(Beginning of MATERIALS PROVIDED)
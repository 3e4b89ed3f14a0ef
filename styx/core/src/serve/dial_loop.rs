//! Dial Loop for the active transport kind

use std::convert::Infallible;
use std::time::Duration;

use tracing::{debug, info};

use crate::session::{ProtocolServer, RootFactory, SessionHandler};
use crate::transport::Dial;

/// Pause after a failed dial attempt
pub const DIAL_BACKOFF: Duration = Duration::from_secs(1);

/// Repeatedly dials out and serves each established connection in turn
pub struct DialLoop<F, P> {
    handler: SessionHandler<F, P>,
    dialer: Box<dyn Dial>,
    backoff: Duration,
}

impl<F, P> DialLoop<F, P>
where
    F: RootFactory,
    P: ProtocolServer<F::Root>,
{
    /// Create a dial loop with the default [`DIAL_BACKOFF`]
    pub fn new(handler: SessionHandler<F, P>, dialer: Box<dyn Dial>) -> Self {
        Self {
            handler,
            dialer,
            backoff: DIAL_BACKOFF,
        }
    }

    /// Override the pause between failed attempts
    #[must_use]
    pub fn with_backoff(mut self, backoff: Duration) -> Self {
        self.backoff = backoff;
        self
    }

    /// Dial forever
    ///
    /// A successful dial is served to completion before the next attempt,
    /// with no pause in between. A failed dial is logged at debug level and
    /// retried after the backoff. The peer may simply not be up yet.
    pub async fn run(self) -> Infallible {
        let endpoint = self.dialer.describe();
        info!(endpoint = %endpoint, "Dialing out");

        loop {
            match self.dialer.dial().await {
                Ok(connection) => {
                    info!(
                        endpoint = %endpoint,
                        conn_id = %connection.id(),
                        "Outbound connection established"
                    );
                    self.handler.handle(connection).await;
                }
                Err(e) => {
                    debug!(endpoint = %endpoint, error = %e, "Dial failed, retrying");
                    tokio::time::sleep(self.backoff).await;
                }
            }
        }
    }
}
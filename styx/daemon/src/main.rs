//! Styx Daemon - Multi-Transport File Server
//!
//! Entry point for the styx daemon. Serves the file protocol on every
//! configured target at once: TCP, Unix domain sockets, Windows named pipes
//! and Hyper-V sockets (listening or dialing out).
//!
//! # Usage
//!
//! ```bash
//! # Start with defaults (tcp://127.0.0.1:5640)
//! styx-daemon
//!
//! # Several targets
//! styx-daemon --listen tcp://0.0.0.0:564,file:///run/styx/styx.sock
//!
//! # With config file
//! styx-daemon --config /etc/styx/styx.toml
//!
//! # Verbose logging
//! RUST_LOG=debug styx-daemon
//! ```
//!
//! # Exit Status
//!
//! `1` on an unknown target scheme, a bind failure, a configuration error or
//! an interrupt. The server does not stop on its own otherwise.

mod server;
mod signals;

use std::fs::OpenOptions;
use std::path::{Path, PathBuf};
use std::sync::Mutex;

use anyhow::{Context, Result};
use clap::Parser;
use tracing::{error, info};

use styx_core::config::parse_target_list;
use styx_core::{
    load_config, load_config_from_path, ConfigOverrides, ExitReason, ShutdownContext, StoreKind,
    StyxConfig,
};

use server::DaemonServer;

/// Styx Daemon - file server over TCP, Unix sockets, named pipes and Hyper-V sockets
#[derive(Parser, Debug)]
#[command(name = "styx-daemon")]
#[command(author, version, about, long_about = None)]
pub struct Args {
    /// Comma-separated listen/dial targets (overrides STYX_LISTEN)
    #[arg(short = 'l', long, value_name = "URLS")]
    listen: Option<String>,

    /// Configuration file path
    #[arg(short = 'c', long, env = "STYX_CONFIG", value_name = "FILE")]
    config: Option<PathBuf>,

    /// Directory that file:// targets are placed under
    #[arg(long, value_name = "DIR")]
    sandbox_root: Option<PathBuf>,

    /// Listen backlog
    #[arg(long, value_name = "N")]
    backlog: Option<u32>,

    /// Store implementation
    #[arg(long, value_name = "KIND")]
    store: Option<StoreKind>,

    /// Serve the store read-only
    #[arg(long)]
    read_only: bool,

    /// Prefix prepended to every client path
    #[arg(long, value_name = "PREFIX")]
    path_rewrite: Option<String>,

    /// Log level (trace, debug, info, warn, error)
    #[arg(long, value_name = "LEVEL")]
    log_level: Option<String>,

    /// Log to this file instead of stderr
    #[arg(long, value_name = "FILE")]
    log_file: Option<PathBuf>,
}

impl Args {
    /// Command-line layer of the configuration
    fn overrides(&self) -> ConfigOverrides {
        ConfigOverrides {
            targets: self.listen.as_deref().map(parse_target_list),
            sandbox_root: self.sandbox_root.clone(),
            backlog: self.backlog,
            store: self.store,
            read_only: self.read_only.then_some(true),
            path_rewrite: self.path_rewrite.clone(),
            log_level: self.log_level.clone(),
            log_file: self.log_file.clone(),
        }
    }
}

/// Resolve the full configuration: defaults, file, environment, CLI
fn resolve_config(args: &Args) -> Result<StyxConfig> {
    let loaded = match &args.config {
        Some(path) if !path.exists() => {
            anyhow::bail!("Config file not found: {}", path.display())
        }
        Some(path) => load_config_from_path(Some(path.clone())),
        None => load_config(),
    };

    let mut config = loaded.context("Failed to load configuration")?;
    args.overrides().apply(&mut config);
    config.validate()?;
    Ok(config)
}

/// Initialize logging with the specified level
fn init_logging(level: &str, file: Option<&Path>) -> Result<()> {
    let level = level.to_lowercase();
    let filter = tracing_subscriber::EnvFilter::try_from_default_env().unwrap_or_else(|_| {
        tracing_subscriber::EnvFilter::new(format!("styx_daemon={level},styx_core={level}"))
    });

    let builder = tracing_subscriber::fmt()
        .with_env_filter(filter)
        .with_target(true)
        .with_thread_ids(true)
        .with_file(true)
        .with_line_number(true);

    match file {
        Some(path) => {
            let log_file = OpenOptions::new()
                .create(true)
                .append(true)
                .open(path)
                .with_context(|| format!("Failed to open log file: {}", path.display()))?;
            builder
                .with_ansi(false)
                .with_writer(Mutex::new(log_file))
                .init();
        }
        None => builder.with_writer(std::io::stderr).init(),
    }

    Ok(())
}

async fn run(args: Args) -> Result<ExitReason> {
    signals::ignore_broken_pipe()?;

    let config = resolve_config(&args)?;
    init_logging(&config.log_level, config.log_file.as_deref())?;

    info!("Styx daemon starting");
    info!("Version: {}", env!("CARGO_PKG_VERSION"));
    info!("PID: {}", std::process::id());
    info!(source = %config.source(), targets = ?config.targets, "Configuration loaded");
    if let Some(ref path) = config.config_file_path {
        info!(config_path = ?path, "Config file");
    }

    let shutdown = ShutdownContext::new();
    let _signals = signals::spawn(shutdown.clone())?;

    let reason = DaemonServer::new(config).run(shutdown).await?;
    Ok(reason)
}

#[tokio::main]
async fn main() {
    let code = match run(Args::parse()).await {
        Ok(reason) => {
            info!(reason = %reason, "Styx daemon stopped");
            reason.exit_code()
        }
        Err(e) => {
            error!(error = %e, "Styx daemon stopped with error");
            eprintln!("styx-daemon: {e:#}");
            1
        }
    };

    // Blocking accept/connect calls cannot be cancelled; exit without
    // waiting for the runtime to drain them.
    std::process::exit(code);
}

#[cfg(test)]
mod tests {
    use super::*;
    use std::ffi::OsStr;
    use std::io::Write;

    #[test]
    fn test_args_map_to_overrides() {
        let args = Args::try_parse_from([
            "styx-daemon",
            "--listen",
            "tcp://127.0.0.1:1, file:///tmp/s.sock",
            "--backlog",
            "9",
            "--store",
            "memory",
            "--read-only",
        ])
        .unwrap();

        let overrides = args.overrides();
        assert_eq!(
            overrides.targets,
            Some(vec![
                "tcp://127.0.0.1:1".to_string(),
                "file:///tmp/s.sock".to_string()
            ])
        );
        assert_eq!(overrides.backlog, Some(9));
        assert_eq!(overrides.store, Some(StoreKind::Memory));
        assert_eq!(overrides.read_only, Some(true));
        assert_eq!(overrides.log_level, None);
    }

    #[test]
    fn test_unset_read_only_flag_does_not_override() {
        let args = Args::try_parse_from(["styx-daemon"]).unwrap();
        assert_eq!(args.overrides().read_only, None);
    }

    #[test]
    fn test_unknown_store_rejected_by_parser() {
        assert!(Args::try_parse_from(["styx-daemon", "--store", "disk"]).is_err());
    }

    #[test]
    fn test_missing_explicit_config_is_error() {
        let dir = tempfile::TempDir::new().unwrap();
        let missing = dir.path().join("absent.toml");
        let args = Args::try_parse_from([
            OsStr::new("styx-daemon"),
            OsStr::new("--config"),
            missing.as_os_str(),
        ])
        .unwrap();
        assert!(resolve_config(&args).is_err());
    }

    #[test]
    fn test_cli_wins_over_config_file() {
        let mut file = tempfile::NamedTempFile::new().unwrap();
        writeln!(file, "[listen]\nbacklog = 64\n[logging]\nlevel = \"debug\"").unwrap();

        let args = Args::try_parse_from([
            OsStr::new("styx-daemon"),
            OsStr::new("--config"),
            file.path().as_os_str(),
            OsStr::new("--backlog"),
            OsStr::new("7"),
        ])
        .unwrap();
        let config = resolve_config(&args).unwrap();

        assert_eq!(config.backlog, 7);
        assert_eq!(config.log_level, "debug");
    }

    #[test]
    fn test_zero_backlog_fails_validation() {
        let args = Args::try_parse_from(["styx-daemon", "--backlog", "0"]).unwrap();
        assert!(resolve_config(&args).is_err());
    }
}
(End of MATERIALS PROVIDED)
◆ YOUR OBJECTIVE: In the records, which lines mention the word "builder"? Copy those lines.

◆ WRITTEN ANSWER:
    let builder = tracing_subscriber::fmt()
            builder
        None => builder.with_writer(std::io::stderr).init(),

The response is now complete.